Creative Scotland has brought two Pygmies (now renamed Forest People) to visit the country, and anthropologist Domenica is asked to help host them. With Dilly's assistance, she prepares a lunch for the visitors. When they arrive, it transpires that they speak neither English, French nor Swahili. This leaves their hostess stumped for conversation as she seats the guests and gives them lemonade.

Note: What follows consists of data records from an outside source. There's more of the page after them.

//! Webhook endpoint handler.
//!
//! The handler is kept on the fast path only:
//! 1. Answer verification probes
//! 2. Capture the body and relayed headers
//! 3. Schedule the delivery in the background
//! 4. Return 200 OK without waiting on the collector

use std::sync::Arc;

use anyhow::{Context, Result};
use axum::{
    body::Bytes,
    extract::{
        rejection::{BytesRejection, FailedToBufferBody},
        State,
    },
    http::{HeaderMap, HeaderName, Method},
};
use tracing::{debug, error, info, warn};

use crate::error::RelayError;
use crate::relay::{BackgroundTasks, ForwardAttempt, Forwarder, InboundRequest};
use crate::Config;

/// Body returned to every accepted request.
pub const OK_BODY: &str = "OK";

/// Shared application state.
#[derive(Clone)]
pub struct AppState {
    pub config: Arc<Config>,
    pub forwarder: Forwarder,
    pub tasks: BackgroundTasks,
    pub signature_header: HeaderName,
}

impl AppState {
    pub fn new(config: Config, tasks: BackgroundTasks) -> Result<Self> {
        let signature_header = HeaderName::from_bytes(config.signature_header.as_bytes())
            .with_context(|| format!("Invalid SIGNATURE_HEADER: {}", config.signature_header))?;

        let forwarder = Forwarder::new(config.max_redirects, config.hop_timeout())
            .context("Failed to create HTTP client")?;

        Ok(Self {
            config: Arc::new(config),
            forwarder,
            tasks,
            signature_header,
        })
    }
}

/// Relay endpoint, mounted on every path.
///
/// GET and HEAD are verification probes and are never forwarded. POST is
/// acknowledged at once and relayed in the background. Anything else is
/// rejected with 405.
pub async fn handle(
    State(state): State<AppState>,
    method: Method,
    headers: HeaderMap,
    body: Result<Bytes, BytesRejection>,
) -> Result<&'static str, RelayError> {
    match method {
        Method::GET | Method::HEAD => {
            debug!(method = %method, "relay_probe_received");
            return Ok(OK_BODY);
        }
        Method::POST => {}
        other => {
            warn!(method = %other, "relay_method_not_allowed");
            return Err(RelayError::UnsupportedMethod(other));
        }
    }

    let target = state.config.downstream_url().map_err(|e| {
        error!(error = %e, "relay_downstream_unconfigured");
        e
    })?;

    let body = body.map_err(|rejection| match rejection {
        BytesRejection::FailedToBufferBody(FailedToBufferBody::LengthLimitError(_)) => {
            warn!(limit = state.config.max_body_bytes, "relay_body_too_large");
            RelayError::PayloadTooLarge(state.config.max_body_bytes)
        }
        other => {
            warn!(error = %other, "relay_body_read_failed");
            RelayError::BodyRead(other.body_text())
        }
    })?;

    let inbound = InboundRequest::capture(method, &headers, &state.signature_header, body);

    info!(
        body_length = inbound.body.len(),
        has_signature = inbound.signature.is_some(),
        has_content_type = inbound.content_type.is_some(),
        "relay_webhook_received"
    );

    let attempt = ForwardAttempt::from_inbound(target, inbound, &state.signature_header);
    let forwarder = state.forwarder.clone();

    state.tasks.spawn(async move {
        forwarder.deliver(attempt).await;
    });

    info!(in_flight = state.tasks.len(), "relay_delivery_scheduled");

    Ok(OK_BODY)
}
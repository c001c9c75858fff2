//! Error types for the relay.
//!
//! [`RelayError`] covers failures the original caller can observe.
//! [`DeliveryError`] only ever exists in the background phase and ends up in
//! a [`RelayOutcome`](crate::relay::RelayOutcome) and the logs.

use axum::{
    http::{Method, StatusCode},
    response::{IntoResponse, Response},
    Json,
};
use serde::Serialize;
use thiserror::Error;

/// Synchronous failures returned to the webhook caller.
#[derive(Debug, Error)]
pub enum RelayError {
    #[error("method {0} is not supported")]
    UnsupportedMethod(Method),

    #[error("DOWNSTREAM_URL is not configured")]
    MissingConfiguration,

    #[error("invalid downstream configuration: {0}")]
    InvalidConfiguration(String),

    #[error("request body exceeds {0} bytes")]
    PayloadTooLarge(usize),

    #[error("failed to read request body: {0}")]
    BodyRead(String),
}

/// JSON error body.
#[derive(Serialize)]
pub struct ErrorResponse {
    pub status: &'static str,
    pub message: String,
}

impl RelayError {
    pub fn status_code(&self) -> StatusCode {
        match self {
            RelayError::UnsupportedMethod(_) => StatusCode::METHOD_NOT_ALLOWED,
            RelayError::MissingConfiguration | RelayError::InvalidConfiguration(_) => {
                StatusCode::INTERNAL_SERVER_ERROR
            }
            RelayError::PayloadTooLarge(_) => StatusCode::PAYLOAD_TOO_LARGE,
            RelayError::BodyRead(_) => StatusCode::BAD_REQUEST,
        }
    }
}

impl IntoResponse for RelayError {
    fn into_response(self) -> Response {
        let status = self.status_code();

        match self {
            RelayError::UnsupportedMethod(_) => (status, "Method Not Allowed").into_response(),
            RelayError::MissingConfiguration | RelayError::InvalidConfiguration(_) => (
                status,
                Json(ErrorResponse {
                    status: "misconfigured",
                    message: self.to_string(),
                }),
            )
                .into_response(),
            RelayError::PayloadTooLarge(_) | RelayError::BodyRead(_) => (
                status,
                Json(ErrorResponse {
                    status: "rejected",
                    message: self.to_string(),
                }),
            )
                .into_response(),
        }
    }
}

/// Background delivery failures. Never propagated to the caller.
#[derive(Debug, Error)]
pub enum DeliveryError {
    #[error("hop timed out")]
    Timeout,

    #[error("network error: {0}")]
    Network(String),

    #[error("unusable redirect location: {0}")]
    InvalidLocation(String),

    #[error("redirect limit of {0} hops reached")]
    RedirectLimit(u32),

    #[error("redirect status {0} without a Location header")]
    RedirectWithoutLocation(u16),

    #[error("collector answered with status {0}")]
    UpstreamStatus(u16),
}

impl From<reqwest::Error> for DeliveryError {
    fn from(err: reqwest::Error) -> Self {
        if err.is_timeout() {
            DeliveryError::Timeout
        } else {
            DeliveryError::Network(err.to_string())
        }
    }
}
#![allow(dead_code)]

use std::collections::VecDeque;
use std::sync::{Arc, Mutex};
use std::time::Duration;

use axum::{
    body::Bytes,
    extract::State,
    http::{header::LOCATION, HeaderMap, Method, StatusCode, Uri},
    response::{IntoResponse, Response},
    Router,
};
use line_relay::{build_router, AppState, BackgroundTasks, Config};
use tokio::net::TcpListener;

/// Scripted collector behaviour for one call.
#[derive(Clone, Debug)]
pub enum Reply {
    Status(u16),
    Redirect(String),
    RedirectWithoutLocation,
    Delayed(Duration, u16),
}

/// A request the collector received.
#[derive(Clone, Debug)]
pub struct Recorded {
    pub method: Method,
    pub uri: String,
    pub headers: HeaderMap,
    pub body: Bytes,
}

/// Local stand-in for the downstream collector.
pub struct Collector {
    pub base: String,
    script: Mutex<VecDeque<Reply>>,
    recorded: Mutex<Vec<Recorded>>,
}

impl Collector {
    pub fn url(&self, path: &str) -> String {
        format!("{}{}", self.base, path)
    }

    pub fn recorded(&self) -> Vec<Recorded> {
        self.recorded.lock().unwrap().clone()
    }

    pub fn calls(&self) -> usize {
        self.recorded.lock().unwrap().len()
    }
}

/// Start a collector that answers with `script` in order, then 200.
pub async fn spawn_collector(script: Vec<Reply>) -> Arc<Collector> {
    let listener = TcpListener::bind("127.0.0.1:0").await.unwrap();
    let addr = listener.local_addr().unwrap();

    let collector = Arc::new(Collector {
        base: format!("http://{addr}"),
        script: Mutex::new(script.into()),
        recorded: Mutex::new(Vec::new()),
    });

    let app = Router::new()
        .fallback(record)
        .with_state(Arc::clone(&collector));

    tokio::spawn(async move {
        axum::serve(listener, app).await.unwrap();
    });

    collector
}

async fn record(
    State(collector): State<Arc<Collector>>,
    method: Method,
    uri: Uri,
    headers: HeaderMap,
    body: Bytes,
) -> Response {
    collector.recorded.lock().unwrap().push(Recorded {
        method,
        uri: uri.to_string(),
        headers,
        body,
    });

    let reply = collector
        .script
        .lock()
        .unwrap()
        .pop_front()
        .unwrap_or(Reply::Status(200));

    match reply {
        Reply::Status(code) => StatusCode::from_u16(code).unwrap().into_response(),
        Reply::Redirect(location) => (StatusCode::FOUND, [(LOCATION, location)]).into_response(),
        Reply::RedirectWithoutLocation => StatusCode::FOUND.into_response(),
        Reply::Delayed(delay, code) => {
            tokio::time::sleep(delay).await;
            StatusCode::from_u16(code).unwrap().into_response()
        }
    }
}

/// URL on a port nothing listens on.
pub fn closed_port_url() -> String {
    let listener = std::net::TcpListener::bind("127.0.0.1:0").unwrap();
    let addr = listener.local_addr().unwrap();
    drop(listener);
    format!("http://{addr}/exec")
}

pub fn test_config(downstream_url: Option<String>) -> Config {
    Config {
        downstream_url,
        hop_timeout_ms: 2000,
        ..Config::default()
    }
}

/// Relay router plus the task handle used to wait for deliveries.
pub fn relay_app(config: Config) -> (Router, BackgroundTasks) {
    let tasks = BackgroundTasks::new();
    let state = AppState::new(config, tasks.clone()).unwrap();
    (build_router(state), tasks)
}
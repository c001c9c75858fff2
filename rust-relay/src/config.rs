//! Configuration module for environment variable parsing.
//!
//! All values are read once at startup. The downstream URL is only validated
//! when a delivery needs it, so a bad value never prevents the server from
//! answering verification probes.

use std::env;
use std::time::Duration;

use tracing::warn;
use url::Url;

use crate::error::RelayError;

/// Header the upstream platform uses to carry its body signature.
pub const DEFAULT_SIGNATURE_HEADER: &str = "x-line-signature";

/// Application configuration loaded from environment variables.
#[derive(Debug, Clone)]
pub struct Config {
    /// Port for the web server to listen on
    pub port: u16,

    /// Collector endpoint that receives relayed webhooks
    pub downstream_url: Option<String>,

    /// Name of the signature header copied to the collector
    pub signature_header: String,

    /// Redirect hops followed after the first call
    pub max_redirects: u32,

    /// Timeout applied to each individual hop in milliseconds
    pub hop_timeout_ms: u64,

    /// Largest inbound body accepted for relaying
    pub max_body_bytes: usize,

    /// How long shutdown waits for in-flight deliveries in milliseconds
    pub shutdown_grace_ms: u64,
}

impl Default for Config {
    fn default() -> Self {
        Config {
            port: 8080,
            downstream_url: None,
            signature_header: DEFAULT_SIGNATURE_HEADER.to_string(),
            max_redirects: 4,
            hop_timeout_ms: 5000,
            max_body_bytes: 1024 * 1024,
            shutdown_grace_ms: 10_000,
        }
    }
}

impl Config {
    /// Load configuration from environment variables.
    pub fn from_env() -> Self {
        let defaults = Config::default();

        Config {
            port: parse_number("PORT", defaults.port),

            downstream_url: env::var("DOWNSTREAM_URL")
                .ok()
                .map(|v| v.trim().to_string())
                .filter(|v| !v.is_empty()),

            signature_header: env::var("SIGNATURE_HEADER")
                .ok()
                .map(|v| v.trim().to_ascii_lowercase())
                .filter(|v| !v.is_empty())
                .unwrap_or(defaults.signature_header),

            max_redirects: parse_number("MAX_REDIRECTS", defaults.max_redirects),

            hop_timeout_ms: parse_number("HOP_TIMEOUT_MS", defaults.hop_timeout_ms),

            max_body_bytes: parse_number("MAX_BODY_BYTES", defaults.max_body_bytes),

            shutdown_grace_ms: parse_number("SHUTDOWN_GRACE_MS", defaults.shutdown_grace_ms),
        }
    }

    /// Resolve the collector URL for a delivery.
    ///
    /// Fails with [`RelayError::MissingConfiguration`] when unset and with
    /// [`RelayError::InvalidConfiguration`] when the value is not an absolute
    /// http(s) URL.
    pub fn downstream_url(&self) -> Result<Url, RelayError> {
        let raw = self
            .downstream_url
            .as_deref()
            .ok_or(RelayError::MissingConfiguration)?;

        let url = Url::parse(raw)
            .map_err(|e| RelayError::InvalidConfiguration(format!("DOWNSTREAM_URL: {e}")))?;

        match url.scheme() {
            "http" | "https" => Ok(url),
            other => Err(RelayError::InvalidConfiguration(format!(
                "DOWNSTREAM_URL: unsupported scheme {other}"
            ))),
        }
    }

    pub fn hop_timeout(&self) -> Duration {
        Duration::from_millis(self.hop_timeout_ms)
    }

    pub fn shutdown_grace(&self) -> Duration {
        Duration::from_millis(self.shutdown_grace_ms)
    }
}

/// Parse a numeric environment variable, falling back on absence or garbage.
fn parse_number<T>(name: &str, default: T) -> T
where
    T: std::str::FromStr + Copy,
{
    let raw = match env::var(name) {
        Ok(v) => v,
        Err(_) => return default,
    };

    match raw.trim().parse::<T>() {
        Ok(v) => v,
        Err(_) => {
            warn!(env_var = name, value = %raw, "Invalid number, using default");
            default
        }
    }
}

#[cfg(test)]
mod tests {
    use super::*;

    #[test]
    fn test_parse_number_valid() {
        env::set_var("TEST_RELAY_NUMBER", " 42 ");
        assert_eq!(parse_number("TEST_RELAY_NUMBER", 7u32), 42);
        env::remove_var("TEST_RELAY_NUMBER");
    }

    #[test]
    fn test_parse_number_invalid_falls_back() {
        env::set_var("TEST_RELAY_NUMBER_BAD", "lots");
        assert_eq!(parse_number("TEST_RELAY_NUMBER_BAD", 7u64), 7);
        env::remove_var("TEST_RELAY_NUMBER_BAD");
    }

    #[test]
    fn test_parse_number_default() {
        assert_eq!(parse_number("NONEXISTENT_RELAY_VAR", 4u32), 4);
    }

    #[test]
    fn test_downstream_url_missing() {
        let config = Config::default();
        assert!(matches!(
            config.downstream_url(),
            Err(RelayError::MissingConfiguration)
        ));
    }

    #[test]
    fn test_downstream_url_relative_rejected() {
        let config = Config {
            downstream_url: Some("/exec".to_string()),
            ..Config::default()
        };
        assert!(matches!(
            config.downstream_url(),
            Err(RelayError::InvalidConfiguration(_))
        ));
    }

    #[test]
    fn test_downstream_url_scheme_rejected() {
        let config = Config {
            downstream_url: Some("ftp://backend.example/exec".to_string()),
            ..Config::default()
        };
        assert!(matches!(
            config.downstream_url(),
            Err(RelayError::InvalidConfiguration(_))
        ));
    }

    #[test]
    fn test_downstream_url_valid() {
        let config = Config {
            downstream_url: Some("https://backend.example/exec".to_string()),
            ..Config::default()
        };
        let url = config.downstream_url().unwrap();
        assert_eq!(url.as_str(), "https://backend.example/exec");
    }

    #[test]
    fn test_defaults() {
        let config = Config::default();
        assert_eq!(config.max_redirects, 4);
        assert_eq!(config.signature_header, "x-line-signature");
        assert_eq!(config.hop_timeout(), Duration::from_secs(5));
    }
}
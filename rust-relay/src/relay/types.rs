//! Request-scoped values that flow through a delivery.

use axum::body::Bytes;
use axum::http::{header::CONTENT_TYPE, HeaderMap, HeaderName, HeaderValue, Method};
use url::Url;

use crate::error::DeliveryError;

/// Content type assumed when the inbound request does not declare one.
pub const DEFAULT_CONTENT_TYPE: &str = "application/json";

/// The parts of an inbound webhook that survive into a delivery.
#[derive(Debug, Clone)]
pub struct InboundRequest {
    pub method: Method,
    pub content_type: Option<HeaderValue>,
    pub signature: Option<HeaderValue>,
    /// Opaque payload, never parsed.
    pub body: Bytes,
}

impl InboundRequest {
    /// Capture the method, the two relayed headers and the raw body.
    pub fn capture(
        method: Method,
        headers: &HeaderMap,
        signature_header: &HeaderName,
        body: Bytes,
    ) -> Self {
        Self {
            method,
            content_type: headers.get(CONTENT_TYPE).cloned(),
            signature: headers.get(signature_header).cloned(),
            body,
        }
    }
}

/// One logical delivery. Headers and body stay fixed across every hop; only
/// the target and the hop counter move.
#[derive(Debug, Clone)]
pub struct ForwardAttempt {
    pub target_url: Url,
    pub headers: HeaderMap,
    pub body: Bytes,
    pub hop_count: u32,
}

impl ForwardAttempt {
    /// Build the forwarding header set: exactly `Content-Type` and the
    /// signature header, each copied verbatim or defaulted.
    pub fn from_inbound(
        target_url: Url,
        inbound: InboundRequest,
        signature_header: &HeaderName,
    ) -> Self {
        let mut headers = HeaderMap::with_capacity(2);

        headers.insert(
            CONTENT_TYPE,
            inbound
                .content_type
                .unwrap_or_else(|| HeaderValue::from_static(DEFAULT_CONTENT_TYPE)),
        );
        headers.insert(
            signature_header.clone(),
            inbound
                .signature
                .unwrap_or_else(|| HeaderValue::from_static("")),
        );

        Self {
            target_url,
            headers,
            body: inbound.body,
            hop_count: 0,
        }
    }
}

/// Result of a delivery chain. Only logged, never returned to the caller.
#[derive(Debug, Clone, Default, PartialEq, Eq)]
pub struct RelayOutcome {
    pub final_status: Option<u16>,
    pub hops_followed: u32,
    pub failed: bool,
    pub error_detail: Option<String>,
}

impl RelayOutcome {
    pub fn delivered(status: u16, hops_followed: u32) -> Self {
        Self {
            final_status: Some(status),
            hops_followed,
            failed: false,
            error_detail: None,
        }
    }

    pub fn failed(final_status: Option<u16>, hops_followed: u32, error: &DeliveryError) -> Self {
        Self {
            final_status,
            hops_followed,
            failed: true,
            error_detail: Some(error.to_string()),
        }
    }

    /// Physical HTTP calls that received a response or failed.
    pub fn calls(&self) -> u32 {
        self.hops_followed + 1
    }
}
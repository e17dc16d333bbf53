use std::path::Path;

use figment::{
    Figment,
    providers::{Env, Format, Serialized, Toml},
};

use crate::config::AppConfig;
use crate::{BridgeError, BridgeResult};

/// Config file picked up from the working directory when no path is given.
pub const DEFAULT_CONFIG_FILE: &str = "bg-remover.toml";
/// Prefix for environment overrides, e.g. `BG_REMOVER_SERVER__PORT=8080`.
pub const ENV_PREFIX: &str = "BG_REMOVER_";

/// Load configuration from defaults, an optional TOML file and the environment, in that order.
///
/// An explicit `path` must exist; the default file is optional.
pub fn load_config(path: Option<&Path>) -> BridgeResult<AppConfig> {
    let mut figment = Figment::from(Serialized::defaults(AppConfig::default()));

    match path {
        Some(path) if !path.exists() => {
            return Err(BridgeError::Config {
                message: format!("Config file not found: {}", path.display()),
            });
        }
        Some(path) => figment = figment.merge(Toml::file(path)),
        None if Path::new(DEFAULT_CONFIG_FILE).exists() => {
            figment = figment.merge(Toml::file(DEFAULT_CONFIG_FILE));
        }
        None => {}
    }

    let config: AppConfig = figment
        .merge(Env::prefixed(ENV_PREFIX).split("__"))
        .extract()
        .map_err(|e| BridgeError::Config {
            message: format!("Failed to load configuration: {e}"),
        })?;

    config.validate()?;
    Ok(config)
}
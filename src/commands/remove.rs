use bg_remover::{
    AppConfig, BackgroundRemover, BridgeResult, ProcessingOptions, vector_output_path,
};

use crate::cli::RemoveCommand;

use super::utils::derive_variant_path;

/// The main function to run the remove command.
pub async fn run(config: &AppConfig, cmd: RemoveCommand) -> BridgeResult<()> {
    let remover = BackgroundRemover::new(config.tool.clone());
    let options = ProcessingOptions::from(&cmd.processing);
    let output_path = cmd
        .output
        .clone()
        .unwrap_or_else(|| derive_variant_path(&cmd.input, "nobg", "png"));

    let result = remover.remove(&cmd.input, &output_path, &options).await?;
    println!("{}: {}", result.message, result.output_path.display());

    if options.vector {
        println!(
            "SVG expected at {}",
            vector_output_path(&result.output_path).display()
        );
    }

    Ok(())
}
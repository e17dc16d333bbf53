use std::path::PathBuf;
use std::time::Duration;

use thiserror::Error;

/// Result type alias for operations that may fail with [`BridgeError`].
pub type BridgeResult<T> = std::result::Result<T, BridgeError>;

/// Error types that can occur while validating an input image and running the external tool.
///
/// Validation failures (`NotFound`, `UnsupportedFormat`, `TooLarge`, `InvalidBackground`)
/// are raised before anything is spawned and leave no side effects behind.
#[derive(Debug, Error)]
pub enum BridgeError {
    /// No regular file exists at the given path.
    #[error("The input file does not exist: {}", path.display())]
    NotFound { path: PathBuf },
    /// The file extension is not one of the accepted image formats.
    #[error("Unsupported file format{}. Please use JPG or PNG.", describe_extension(extension))]
    UnsupportedFormat {
        path: PathBuf,
        extension: Option<String>,
    },
    /// The file is larger than the configured intake limit.
    #[error("File size {size} bytes exceeds the {limit} byte limit: {}", path.display())]
    TooLarge { path: PathBuf, size: u64, limit: u64 },
    /// The background descriptor cannot be understood by the external tool.
    #[error("Invalid background `{value}`: {reason}")]
    InvalidBackground { value: String, reason: String },
    /// The external tool could not be spawned, failed, or timed out.
    #[error(transparent)]
    ExternalTool(#[from] ToolFailure),
    /// The multipart request carried no file under the expected field.
    #[error("No {field} file provided")]
    MissingInput { field: String },
    /// The path cannot be handed to the external tool as a string.
    #[error("Path is not valid UTF-8: {}", path.display())]
    NonUtf8Path { path: PathBuf },
    /// File system I/O error.
    #[error(transparent)]
    Io(#[from] std::io::Error),
    /// Configuration could not be loaded or failed validation.
    #[error("Configuration error: {message}")]
    Config { message: String },
}

/// The ways a single external tool invocation can fail.
#[derive(Debug, Error)]
pub enum ToolFailure {
    /// The process could not be started at all.
    #[error("Failed to start `{}`: {source}", program.display())]
    Spawn {
        program: PathBuf,
        #[source]
        source: std::io::Error,
    },
    /// The process exited with a non-zero status; `stderr` is kept verbatim.
    #[error("{}", describe_exit(*code, stderr))]
    Exit { code: Option<i32>, stderr: String },
    /// The process did not finish within the configured bound and was killed.
    #[error("Timeout: external tool did not finish within {}s", after.as_secs_f64())]
    Timeout { after: Duration },
}

fn describe_extension(extension: &Option<String>) -> String {
    match extension {
        Some(ext) => format!(" `.{ext}`"),
        None => String::new(),
    }
}

fn describe_exit(code: Option<i32>, stderr: &str) -> String {
    if !stderr.trim().is_empty() {
        return stderr.to_string();
    }
    match code {
        Some(code) => format!("External tool exited with status {code}"),
        None => "External tool was terminated by a signal".to_string(),
    }
}
use std::path::PathBuf;
use std::time::Duration;

use serde::{Deserialize, Serialize};

use crate::{BridgeError, BridgeResult};

/// Background applied by the standard options when none is given.
pub const DEFAULT_BACKGROUND: &str = "linear-gradient(to right, #ff7e5f, #feb47b)";
/// Segmentation model applied by the standard options when none is given.
pub const DEFAULT_MODEL: &str = "silueta";
/// Models the reference tool ships with. Other names are passed through untouched.
pub const KNOWN_MODELS: [&str; 4] = ["silueta", "u2netp", "u2net", "isnet-general-use"];
/// Largest accepted input image, in bytes.
pub const DEFAULT_MAX_INPUT_BYTES: u64 = 5 * 1024 * 1024;
/// Default bound on how long a single tool run may take.
pub const DEFAULT_TIMEOUT_SECS: u64 = 120;

/// Options forwarded to the external tool as command-line flags.
///
/// `Default` sets nothing, so a default value adds no flags at all.
#[derive(Debug, Clone, Default, PartialEq, Eq, Serialize, Deserialize)]
pub struct ProcessingOptions {
    /// Solid colour (`#rrggbb`) or `linear-gradient(...)` descriptor.
    pub background: Option<String>,
    /// Ask the tool to sharpen the result.
    pub enhance: bool,
    /// Ask the tool to also write an SVG tracing next to the output.
    pub vector: bool,
    /// Segmentation model identifier.
    pub model: Option<String>,
}

impl ProcessingOptions {
    /// Options with the documented gradient background and `silueta` model.
    pub fn standard() -> Self {
        Self {
            background: Some(DEFAULT_BACKGROUND.to_string()),
            enhance: false,
            vector: false,
            model: Some(DEFAULT_MODEL.to_string()),
        }
    }

    pub fn with_background(mut self, background: impl Into<String>) -> Self {
        self.background = Some(background.into());
        self
    }

    pub fn with_enhance(mut self, enhance: bool) -> Self {
        self.enhance = enhance;
        self
    }

    pub fn with_vector(mut self, vector: bool) -> Self {
        self.vector = vector;
        self
    }

    pub fn with_model(mut self, model: impl Into<String>) -> Self {
        self.model = Some(model.into());
        self
    }

    /// The background value, treating an empty string as absent.
    pub fn background(&self) -> Option<&str> {
        self.background.as_deref().filter(|value| !value.is_empty())
    }

    /// The model value, treating an empty string as absent.
    pub fn model(&self) -> Option<&str> {
        self.model.as_deref().filter(|value| !value.is_empty())
    }
}

/// How the external tool is launched.
#[derive(Debug, Clone, PartialEq, Eq, Serialize, Deserialize)]
pub struct ToolSettings {
    /// Executable to spawn.
    pub program: PathBuf,
    /// Arguments placed before the input/output paths (e.g. the script path).
    pub args: Vec<String>,
    /// Upper bound on a single run in seconds; `None` or `0` waits indefinitely.
    pub timeout_secs: Option<u64>,
    /// Largest accepted input image, in bytes.
    pub max_input_bytes: u64,
}

/// Runs `python3 scripts/remove_bg.py` (`python` on Windows), resolved against the working
/// directory. The script is not shipped with this crate; point `program`/`args` at the
/// installed tool when it lives elsewhere.
impl Default for ToolSettings {
    fn default() -> Self {
        let program = if cfg!(windows) { "python" } else { "python3" };
        Self {
            program: PathBuf::from(program),
            args: vec!["scripts/remove_bg.py".to_string()],
            timeout_secs: Some(DEFAULT_TIMEOUT_SECS),
            max_input_bytes: DEFAULT_MAX_INPUT_BYTES,
        }
    }
}

impl ToolSettings {
    /// Create settings that run `program` directly with no leading arguments.
    pub fn new(program: impl Into<PathBuf>) -> Self {
        Self {
            program: program.into(),
            args: Vec::new(),
            ..Self::default()
        }
    }

    /// Replace the leading arguments.
    pub fn with_args<I, S>(mut self, args: I) -> Self
    where
        I: IntoIterator<Item = S>,
        S: Into<String>,
    {
        self.args = args.into_iter().map(Into::into).collect();
        self
    }

    /// Set the timeout for a single run, rounded up to whole seconds.
    pub fn with_timeout(mut self, timeout: Option<Duration>) -> Self {
        self.timeout_secs = timeout.map(|t| t.as_secs() + u64::from(t.subsec_nanos() > 0));
        self
    }

    /// Zero seconds disables the limit.
    pub fn timeout(&self) -> Option<Duration> {
        self.timeout_secs
            .filter(|&secs| secs > 0)
            .map(Duration::from_secs)
    }
}

/// Top-level configuration for the binary, loaded by [`crate::config_loader`].
#[derive(Debug, Clone, Default, Serialize, Deserialize)]
pub struct AppConfig {
    pub server: ServerConfig,
    pub uploads: UploadConfig,
    pub tool: ToolSettings,
    pub logging: LoggingConfig,
}

#[derive(Debug, Clone, Serialize, Deserialize)]
pub struct ServerConfig {
    pub host: String,
    pub port: u16,
}

impl Default for ServerConfig {
    fn default() -> Self {
        Self {
            host: "127.0.0.1".to_string(),
            port: 3000,
        }
    }
}

/// Where uploads and outputs are written and the URL prefix they are served under.
#[derive(Debug, Clone, Serialize, Deserialize)]
pub struct UploadConfig {
    pub dir: PathBuf,
    pub url_prefix: String,
}

impl Default for UploadConfig {
    fn default() -> Self {
        Self {
            dir: PathBuf::from("public").join("uploads"),
            url_prefix: "/uploads".to_string(),
        }
    }
}

#[derive(Debug, Clone, Serialize, Deserialize)]
pub struct LoggingConfig {
    pub level: String,
    pub format: LogFormat,
    pub include_location: bool,
}

impl Default for LoggingConfig {
    fn default() -> Self {
        Self {
            level: "info".to_string(),
            format: LogFormat::Pretty,
            include_location: false,
        }
    }
}

#[derive(Debug, Clone, Copy, PartialEq, Eq, Serialize, Deserialize)]
#[serde(rename_all = "lowercase")]
pub enum LogFormat {
    Pretty,
    Json,
}

impl AppConfig {
    pub fn server_address(&self) -> String {
        format!("{}:{}", self.server.host, self.server.port)
    }

    /// Reject values that would only fail later at runtime.
    pub fn validate(&self) -> BridgeResult<()> {
        if self.server.port == 0 {
            return Err(config_error("server.port must be non-zero"));
        }
        if self.tool.program.as_os_str().is_empty() {
            return Err(config_error("tool.program must not be empty"));
        }
        if self.tool.max_input_bytes == 0 {
            return Err(config_error("tool.max_input_bytes must be non-zero"));
        }
        let prefix = self.uploads.url_prefix.trim_end_matches('/');
        if !prefix.starts_with('/') {
            return Err(config_error(
                "uploads.url_prefix must start with `/` and name a path below the root",
            ));
        }
        Ok(())
    }
}

fn config_error(message: &str) -> BridgeError {
    BridgeError::Config {
        message: message.to_string(),
    }
}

Then she recalls a word she learned from the Baka people of the Congo, and tells Dilly, "They had a word for the spirit of the forest in which they lived: Jengi." The visitors are electrified, their eyes shining as the man points out the window at the trees in Drummond Place, then gazes back at his hosts "with an ineffable sadness." As Domenica has already told her friend, "their forests are being cut down and they're being relegated to so-called settlements," where "The canopies above their heads will be concrete." And she wants to cry "for the loss of so many of the things that had made the world a richly-textured place: for community, and local culture, and the forests, and the people who lived in them; because now all that was going, swept away, consumed, cut down, taken away."

Glimmering behind these sober themes, the delightfully local atmosphere of Scotland is always visible. The Scottish team shuts out New Zealand in a celebrated rugby match, Angus Lordie hosts a party where he declaims a poem, and the Duke drives himself in his "Belgian" car, as his driver is "off somewhere speaking Gaelic."